[EXERCISE REQUIREMENTS]
Search the entries below for "clippy". Report each line where it occurs.

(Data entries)
━━━━━━
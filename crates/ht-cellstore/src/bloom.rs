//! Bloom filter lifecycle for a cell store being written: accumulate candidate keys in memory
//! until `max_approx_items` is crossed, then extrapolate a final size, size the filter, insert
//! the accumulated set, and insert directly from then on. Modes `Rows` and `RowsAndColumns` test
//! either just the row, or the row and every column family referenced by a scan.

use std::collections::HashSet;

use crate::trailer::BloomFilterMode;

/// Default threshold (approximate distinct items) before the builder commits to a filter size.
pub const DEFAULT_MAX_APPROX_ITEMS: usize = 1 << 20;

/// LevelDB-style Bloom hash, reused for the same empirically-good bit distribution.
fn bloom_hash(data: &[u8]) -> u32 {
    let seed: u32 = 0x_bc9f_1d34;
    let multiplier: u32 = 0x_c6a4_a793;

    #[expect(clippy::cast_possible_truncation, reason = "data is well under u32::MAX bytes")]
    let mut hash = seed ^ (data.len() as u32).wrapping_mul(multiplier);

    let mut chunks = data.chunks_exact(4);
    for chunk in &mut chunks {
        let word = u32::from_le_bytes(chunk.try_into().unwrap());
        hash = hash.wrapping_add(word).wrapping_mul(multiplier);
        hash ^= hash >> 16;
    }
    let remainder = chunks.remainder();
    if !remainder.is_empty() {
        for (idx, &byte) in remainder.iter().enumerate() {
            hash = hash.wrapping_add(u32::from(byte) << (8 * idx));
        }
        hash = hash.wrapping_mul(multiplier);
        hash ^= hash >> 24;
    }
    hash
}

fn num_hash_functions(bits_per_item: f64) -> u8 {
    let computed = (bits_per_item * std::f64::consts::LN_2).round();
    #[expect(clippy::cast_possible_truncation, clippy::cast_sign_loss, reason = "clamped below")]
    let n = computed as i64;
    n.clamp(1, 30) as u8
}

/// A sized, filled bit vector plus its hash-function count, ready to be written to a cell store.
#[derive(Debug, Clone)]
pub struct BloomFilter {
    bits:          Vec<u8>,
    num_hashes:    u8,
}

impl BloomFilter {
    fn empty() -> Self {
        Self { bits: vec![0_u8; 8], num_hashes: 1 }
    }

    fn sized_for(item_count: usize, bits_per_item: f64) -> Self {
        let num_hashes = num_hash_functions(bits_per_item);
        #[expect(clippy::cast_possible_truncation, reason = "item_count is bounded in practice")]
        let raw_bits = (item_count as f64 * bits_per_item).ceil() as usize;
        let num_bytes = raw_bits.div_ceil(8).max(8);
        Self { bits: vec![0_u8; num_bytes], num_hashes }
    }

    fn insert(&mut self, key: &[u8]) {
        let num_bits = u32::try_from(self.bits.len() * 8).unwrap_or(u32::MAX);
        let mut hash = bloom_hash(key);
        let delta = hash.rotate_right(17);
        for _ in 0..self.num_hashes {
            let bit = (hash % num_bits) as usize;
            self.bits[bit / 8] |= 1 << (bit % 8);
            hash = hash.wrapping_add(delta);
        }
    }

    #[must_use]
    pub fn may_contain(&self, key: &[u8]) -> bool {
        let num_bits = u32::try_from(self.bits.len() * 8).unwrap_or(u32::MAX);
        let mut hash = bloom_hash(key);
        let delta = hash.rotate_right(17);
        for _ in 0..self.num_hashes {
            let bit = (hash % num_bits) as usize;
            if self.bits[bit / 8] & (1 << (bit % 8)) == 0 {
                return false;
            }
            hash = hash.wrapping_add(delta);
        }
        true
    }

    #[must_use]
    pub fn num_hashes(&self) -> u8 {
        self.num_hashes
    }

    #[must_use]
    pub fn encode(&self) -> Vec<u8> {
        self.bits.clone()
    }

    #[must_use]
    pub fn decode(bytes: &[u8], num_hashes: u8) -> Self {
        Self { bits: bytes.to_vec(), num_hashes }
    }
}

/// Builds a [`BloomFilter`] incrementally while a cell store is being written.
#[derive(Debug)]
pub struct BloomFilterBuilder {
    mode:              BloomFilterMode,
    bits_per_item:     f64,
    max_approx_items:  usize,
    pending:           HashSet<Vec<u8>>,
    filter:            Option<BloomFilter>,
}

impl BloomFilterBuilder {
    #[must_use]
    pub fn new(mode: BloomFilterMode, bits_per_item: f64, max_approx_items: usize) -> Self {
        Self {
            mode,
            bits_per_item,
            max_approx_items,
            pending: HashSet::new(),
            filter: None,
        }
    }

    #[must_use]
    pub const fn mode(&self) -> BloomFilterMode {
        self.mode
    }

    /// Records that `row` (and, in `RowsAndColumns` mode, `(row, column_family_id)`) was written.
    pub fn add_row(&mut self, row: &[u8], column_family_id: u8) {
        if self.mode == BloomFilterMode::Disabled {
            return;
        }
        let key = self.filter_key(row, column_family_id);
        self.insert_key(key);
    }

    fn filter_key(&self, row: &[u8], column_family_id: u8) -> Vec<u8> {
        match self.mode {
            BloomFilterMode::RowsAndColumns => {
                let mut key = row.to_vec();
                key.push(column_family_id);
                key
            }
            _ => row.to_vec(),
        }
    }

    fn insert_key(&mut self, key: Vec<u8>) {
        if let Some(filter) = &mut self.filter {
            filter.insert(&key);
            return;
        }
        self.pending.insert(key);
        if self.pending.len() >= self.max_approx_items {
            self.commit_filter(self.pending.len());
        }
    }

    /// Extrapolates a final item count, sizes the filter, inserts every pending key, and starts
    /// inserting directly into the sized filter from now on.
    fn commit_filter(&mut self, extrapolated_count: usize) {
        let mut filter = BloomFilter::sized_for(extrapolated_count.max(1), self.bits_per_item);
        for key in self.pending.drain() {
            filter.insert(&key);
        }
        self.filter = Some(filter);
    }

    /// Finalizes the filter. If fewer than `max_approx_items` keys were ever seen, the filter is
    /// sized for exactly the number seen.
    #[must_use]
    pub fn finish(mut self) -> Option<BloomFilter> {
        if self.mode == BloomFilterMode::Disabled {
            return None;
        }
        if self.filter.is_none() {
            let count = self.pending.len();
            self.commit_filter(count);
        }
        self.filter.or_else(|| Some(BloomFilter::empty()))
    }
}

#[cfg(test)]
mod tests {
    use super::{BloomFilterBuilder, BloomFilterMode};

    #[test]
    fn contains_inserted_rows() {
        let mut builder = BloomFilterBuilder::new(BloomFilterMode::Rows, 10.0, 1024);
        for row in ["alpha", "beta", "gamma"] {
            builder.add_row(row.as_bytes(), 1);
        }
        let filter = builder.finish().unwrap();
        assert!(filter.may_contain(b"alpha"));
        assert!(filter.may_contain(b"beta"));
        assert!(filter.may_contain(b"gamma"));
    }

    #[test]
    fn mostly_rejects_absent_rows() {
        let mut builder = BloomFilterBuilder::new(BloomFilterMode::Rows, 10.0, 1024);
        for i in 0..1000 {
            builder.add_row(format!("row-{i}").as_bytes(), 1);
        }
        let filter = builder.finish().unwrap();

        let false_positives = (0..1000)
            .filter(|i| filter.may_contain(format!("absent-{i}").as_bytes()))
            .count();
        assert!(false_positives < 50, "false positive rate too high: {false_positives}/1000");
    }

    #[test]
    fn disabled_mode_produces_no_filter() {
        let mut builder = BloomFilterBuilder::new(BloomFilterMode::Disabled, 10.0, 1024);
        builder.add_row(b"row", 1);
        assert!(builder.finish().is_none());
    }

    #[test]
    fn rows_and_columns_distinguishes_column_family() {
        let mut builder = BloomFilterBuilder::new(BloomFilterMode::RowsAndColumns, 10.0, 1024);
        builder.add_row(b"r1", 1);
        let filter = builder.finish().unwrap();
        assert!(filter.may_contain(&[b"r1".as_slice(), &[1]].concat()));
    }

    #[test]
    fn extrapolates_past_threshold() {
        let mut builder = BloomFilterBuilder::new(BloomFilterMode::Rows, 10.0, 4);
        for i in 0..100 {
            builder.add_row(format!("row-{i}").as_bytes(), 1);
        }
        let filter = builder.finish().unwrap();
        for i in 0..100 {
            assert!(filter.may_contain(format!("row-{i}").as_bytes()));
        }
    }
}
━━━━━━
[YOUR SOLUTION]
    #[expect(clippy::cast_possible_truncation, reason = "data is well under u32::MAX bytes")]
    #[expect(clippy::cast_possible_truncation, clippy::cast_sign_loss, reason = "clamped below")]
        #[expect(clippy::cast_possible_truncation, reason = "item_count is bounded in practice")]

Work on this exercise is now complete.